*Work instructions:*
In your answer, repeat each line of the data exactly.

(Collected data)
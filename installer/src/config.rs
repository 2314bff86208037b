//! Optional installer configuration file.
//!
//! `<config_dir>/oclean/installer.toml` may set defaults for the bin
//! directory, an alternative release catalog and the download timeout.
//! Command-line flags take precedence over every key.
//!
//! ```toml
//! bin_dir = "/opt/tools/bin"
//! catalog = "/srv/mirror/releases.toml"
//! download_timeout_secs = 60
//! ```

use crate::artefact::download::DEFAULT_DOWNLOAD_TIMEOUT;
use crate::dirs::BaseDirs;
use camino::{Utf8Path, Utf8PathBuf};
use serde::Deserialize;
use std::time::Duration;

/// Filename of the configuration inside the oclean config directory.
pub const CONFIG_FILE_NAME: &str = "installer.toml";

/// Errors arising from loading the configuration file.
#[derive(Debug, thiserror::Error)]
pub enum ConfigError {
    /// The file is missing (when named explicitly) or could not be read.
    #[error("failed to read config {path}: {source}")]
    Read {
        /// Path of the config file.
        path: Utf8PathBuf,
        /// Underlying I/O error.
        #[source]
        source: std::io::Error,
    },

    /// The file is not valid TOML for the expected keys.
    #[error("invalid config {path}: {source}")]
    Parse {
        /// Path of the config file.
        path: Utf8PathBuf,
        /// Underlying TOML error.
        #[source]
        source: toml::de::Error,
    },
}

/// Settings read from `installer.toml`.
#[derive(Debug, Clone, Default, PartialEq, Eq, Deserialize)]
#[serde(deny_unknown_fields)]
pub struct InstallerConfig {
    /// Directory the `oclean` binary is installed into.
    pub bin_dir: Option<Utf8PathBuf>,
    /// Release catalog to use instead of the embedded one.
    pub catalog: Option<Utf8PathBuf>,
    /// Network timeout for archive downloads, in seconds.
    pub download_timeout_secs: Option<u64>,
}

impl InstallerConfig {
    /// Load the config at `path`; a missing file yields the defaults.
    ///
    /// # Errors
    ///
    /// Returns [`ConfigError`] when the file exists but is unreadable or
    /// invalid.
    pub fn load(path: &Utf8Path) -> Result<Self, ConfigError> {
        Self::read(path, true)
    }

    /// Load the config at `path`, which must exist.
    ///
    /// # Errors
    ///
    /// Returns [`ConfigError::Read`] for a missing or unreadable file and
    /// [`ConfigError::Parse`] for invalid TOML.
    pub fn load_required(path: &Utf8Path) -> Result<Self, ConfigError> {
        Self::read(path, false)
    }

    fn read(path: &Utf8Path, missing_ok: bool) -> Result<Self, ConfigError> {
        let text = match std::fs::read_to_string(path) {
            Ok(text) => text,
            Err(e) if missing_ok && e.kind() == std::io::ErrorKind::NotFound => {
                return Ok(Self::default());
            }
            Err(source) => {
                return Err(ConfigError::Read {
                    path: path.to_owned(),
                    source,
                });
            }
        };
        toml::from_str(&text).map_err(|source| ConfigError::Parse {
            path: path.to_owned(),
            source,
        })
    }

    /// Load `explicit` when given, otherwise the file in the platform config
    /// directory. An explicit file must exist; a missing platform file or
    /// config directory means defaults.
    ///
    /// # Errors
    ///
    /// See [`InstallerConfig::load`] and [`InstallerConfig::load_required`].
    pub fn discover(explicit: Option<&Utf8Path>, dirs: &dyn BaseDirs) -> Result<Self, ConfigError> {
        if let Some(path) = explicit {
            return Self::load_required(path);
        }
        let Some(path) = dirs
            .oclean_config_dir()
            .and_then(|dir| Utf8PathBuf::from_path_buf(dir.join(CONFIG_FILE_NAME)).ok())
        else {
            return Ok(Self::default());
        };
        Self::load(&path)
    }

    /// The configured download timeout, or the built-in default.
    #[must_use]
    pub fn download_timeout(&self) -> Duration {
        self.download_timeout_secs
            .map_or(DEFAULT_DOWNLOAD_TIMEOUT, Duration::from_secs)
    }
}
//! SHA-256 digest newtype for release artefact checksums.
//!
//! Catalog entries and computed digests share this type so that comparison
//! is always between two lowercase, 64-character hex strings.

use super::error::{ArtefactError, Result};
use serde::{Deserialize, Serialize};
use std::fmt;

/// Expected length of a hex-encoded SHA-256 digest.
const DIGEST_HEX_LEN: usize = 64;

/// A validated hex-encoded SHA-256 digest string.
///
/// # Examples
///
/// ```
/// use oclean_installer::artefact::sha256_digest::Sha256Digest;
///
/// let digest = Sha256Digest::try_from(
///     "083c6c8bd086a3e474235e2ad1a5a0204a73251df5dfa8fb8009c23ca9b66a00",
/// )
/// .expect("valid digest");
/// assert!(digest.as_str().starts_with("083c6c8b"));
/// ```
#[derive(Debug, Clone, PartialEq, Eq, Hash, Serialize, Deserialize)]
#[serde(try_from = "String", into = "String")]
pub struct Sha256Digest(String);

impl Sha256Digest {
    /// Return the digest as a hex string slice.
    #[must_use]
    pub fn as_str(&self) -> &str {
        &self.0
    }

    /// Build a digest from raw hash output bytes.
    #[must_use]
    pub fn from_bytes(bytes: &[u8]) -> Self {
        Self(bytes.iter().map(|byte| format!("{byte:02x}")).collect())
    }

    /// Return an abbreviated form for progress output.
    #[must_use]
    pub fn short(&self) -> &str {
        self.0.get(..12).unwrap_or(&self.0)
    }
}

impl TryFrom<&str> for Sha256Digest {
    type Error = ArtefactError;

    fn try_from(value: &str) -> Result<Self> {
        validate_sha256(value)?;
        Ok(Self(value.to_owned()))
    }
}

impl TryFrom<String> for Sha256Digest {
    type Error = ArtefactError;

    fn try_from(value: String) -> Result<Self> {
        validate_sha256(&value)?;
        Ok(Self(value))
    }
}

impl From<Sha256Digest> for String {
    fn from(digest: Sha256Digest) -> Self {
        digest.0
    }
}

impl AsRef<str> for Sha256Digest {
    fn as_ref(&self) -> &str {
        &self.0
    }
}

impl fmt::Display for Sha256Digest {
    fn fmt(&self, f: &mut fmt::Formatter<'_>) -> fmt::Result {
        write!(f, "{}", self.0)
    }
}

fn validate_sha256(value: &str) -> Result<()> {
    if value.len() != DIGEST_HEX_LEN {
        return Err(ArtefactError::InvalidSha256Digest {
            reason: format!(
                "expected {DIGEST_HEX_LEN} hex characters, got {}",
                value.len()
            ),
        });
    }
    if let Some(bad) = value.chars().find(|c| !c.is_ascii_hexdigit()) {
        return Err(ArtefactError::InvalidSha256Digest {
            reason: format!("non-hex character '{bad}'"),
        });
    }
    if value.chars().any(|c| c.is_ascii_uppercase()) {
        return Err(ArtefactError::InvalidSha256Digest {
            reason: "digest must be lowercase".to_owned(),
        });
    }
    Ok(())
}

*Task solution:*
filename installer/src/config.rs
repository 2314bff86208037b
//! Optional installer configuration file.
//!
//! `<config_dir>/oclean/installer.toml` may set defaults for the bin
//! directory, an alternative release catalog and the download timeout.
//! Command-line flags take precedence over every key.
//!
//! ```toml
//! bin_dir = "/opt/tools/bin"
//! catalog = "/srv/mirror/releases.toml"
//! download_timeout_secs = 60
//! ```

use crate::artefact::download::DEFAULT_DOWNLOAD_TIMEOUT;
use crate::dirs::BaseDirs;
use camino::{Utf8Path, Utf8PathBuf};
use serde::Deserialize;
use std::time::Duration;

/// Filename of the configuration inside the oclean config directory.
pub const CONFIG_FILE_NAME: &str = "installer.toml";

/// Errors arising from loading the configuration file.
#[derive(Debug, thiserror::Error)]
pub enum ConfigError {
    /// The file is missing (when named explicitly) or could not be read.
    #[error("failed to read config {path}: {source}")]
    Read {
        /// Path of the config file.
        path: Utf8PathBuf,
        /// Underlying I/O error.
        #[source]
        source: std::io::Error,
    },

    /// The file is not valid TOML for the expected keys.
    #[error("invalid config {path}: {source}")]
    Parse {
        /// Path of the config file.
        path: Utf8PathBuf,
        /// Underlying TOML error.
        #[source]
        source: toml::de::Error,
    },
}

/// Settings read from `installer.toml`.
#[derive(Debug, Clone, Default, PartialEq, Eq, Deserialize)]
#[serde(deny_unknown_fields)]
pub struct InstallerConfig {
    /// Directory the `oclean` binary is installed into.
    pub bin_dir: Option<Utf8PathBuf>,
    /// Release catalog to use instead of the embedded one.
    pub catalog: Option<Utf8PathBuf>,
    /// Network timeout for archive downloads, in seconds.
    pub download_timeout_secs: Option<u64>,
}

impl InstallerConfig {
    /// Load the config at `path`; a missing file yields the defaults.
    ///
    /// # Errors
    ///
    /// Returns [`ConfigError`] when the file exists but is unreadable or
    /// invalid.
    pub fn load(path: &Utf8Path) -> Result<Self, ConfigError> {
        Self::read(path, true)
    }

    /// Load the config at `path`, which must exist.
    ///
    /// # Errors
    ///
    /// Returns [`ConfigError::Read`] for a missing or unreadable file and
    /// [`ConfigError::Parse`] for invalid TOML.
    pub fn load_required(path: &Utf8Path) -> Result<Self, ConfigError> {
        Self::read(path, false)
    }

    fn read(path: &Utf8Path, missing_ok: bool) -> Result<Self, ConfigError> {
        let text = match std::fs::read_to_string(path) {
            Ok(text) => text,
            Err(e) if missing_ok && e.kind() == std::io::ErrorKind::NotFound => {
                return Ok(Self::default());
            }
            Err(source) => {
                return Err(ConfigError::Read {
                    path: path.to_owned(),
                    source,
                });
            }
        };
        toml::from_str(&text).map_err(|source| ConfigError::Parse {
            path: path.to_owned(),
            source,
        })
    }

    /// Load `explicit` when given, otherwise the file in the platform config
    /// directory. An explicit file must exist; a missing platform file or
    /// config directory means defaults.
    ///
    /// # Errors
    ///
    /// See [`InstallerConfig::load`] and [`InstallerConfig::load_required`].
    pub fn discover(explicit: Option<&Utf8Path>, dirs: &dyn BaseDirs) -> Result<Self, ConfigError> {
        if let Some(path) = explicit {
            return Self::load_required(path);
        }
        let Some(path) = dirs
            .oclean_config_dir()
            .and_then(|dir| Utf8PathBuf::from_path_buf(dir.join(CONFIG_FILE_NAME)).ok())
        else {
            return Ok(Self::default());
        };
        Self::load(&path)
    }

    /// The configured download timeout, or the built-in default.
    #[must_use]
    pub fn download_timeout(&self) -> Duration {
        self.download_timeout_secs
            .map_or(DEFAULT_DOWNLOAD_TIMEOUT, Duration::from_secs)
    }
}
//! SHA-256 digest newtype for release artefact checksums.
//!
//! Catalog entries and computed digests share this type so that comparison
//! is always between two lowercase, 64-character hex strings.

use super::error::{ArtefactError, Result};
use serde::{Deserialize, Serialize};
use std::fmt;

/// Expected length of a hex-encoded SHA-256 digest.
const DIGEST_HEX_LEN: usize = 64;

/// A validated hex-encoded SHA-256 digest string.
///
/// # Examples
///
/// ```
/// use oclean_installer::artefact::sha256_digest::Sha256Digest;
///
/// let digest = Sha256Digest::try_from(
///     "083c6c8bd086a3e474235e2ad1a5a0204a73251df5dfa8fb8009c23ca9b66a00",
/// )
/// .expect("valid digest");
/// assert!(digest.as_str().starts_with("083c6c8b"));
/// ```
#[derive(Debug, Clone, PartialEq, Eq, Hash, Serialize, Deserialize)]
#[serde(try_from = "String", into = "String")]
pub struct Sha256Digest(String);

impl Sha256Digest {
    /// Return the digest as a hex string slice.
    #[must_use]
    pub fn as_str(&self) -> &str {
        &self.0
    }

    /// Build a digest from raw hash output bytes.
    #[must_use]
    pub fn from_bytes(bytes: &[u8]) -> Self {
        Self(bytes.iter().map(|byte| format!("{byte:02x}")).collect())
    }

    /// Return an abbreviated form for progress output.
    #[must_use]
    pub fn short(&self) -> &str {
        self.0.get(..12).unwrap_or(&self.0)
    }
}

impl TryFrom<&str> for Sha256Digest {
    type Error = ArtefactError;

    fn try_from(value: &str) -> Result<Self> {
        validate_sha256(value)?;
        Ok(Self(value.to_owned()))
    }
}

impl TryFrom<String> for Sha256Digest {
    type Error = ArtefactError;

    fn try_from(value: String) -> Result<Self> {
        validate_sha256(&value)?;
        Ok(Self(value))
    }
}

impl From<Sha256Digest> for String {
    fn from(digest: Sha256Digest) -> Self {
        digest.0
    }
}

impl AsRef<str> for Sha256Digest {
    fn as_ref(&self) -> &str {
        &self.0
    }
}

impl fmt::Display for Sha256Digest {
    fn fmt(&self, f: &mut fmt::Formatter<'_>) -> fmt::Result {
        write!(f, "{}", self.0)
    }
}

fn validate_sha256(value: &str) -> Result<()> {
    if value.len() != DIGEST_HEX_LEN {
        return Err(ArtefactError::InvalidSha256Digest {
            reason: format!(
                "expected {DIGEST_HEX_LEN} hex characters, got {}",
                value.len()
            ),
        });
    }
    if let Some(bad) = value.chars().find(|c| !c.is_ascii_hexdigit()) {
        return Err(ArtefactError::InvalidSha256Digest {
            reason: format!("non-hex character '{bad}'"),
        });
    }
    if value.chars().any(|c| c.is_ascii_uppercase()) {
        return Err(ArtefactError::InvalidSha256Digest {
            reason: "digest must be lowercase".to_owned(),
        });
    }
    Ok(())
}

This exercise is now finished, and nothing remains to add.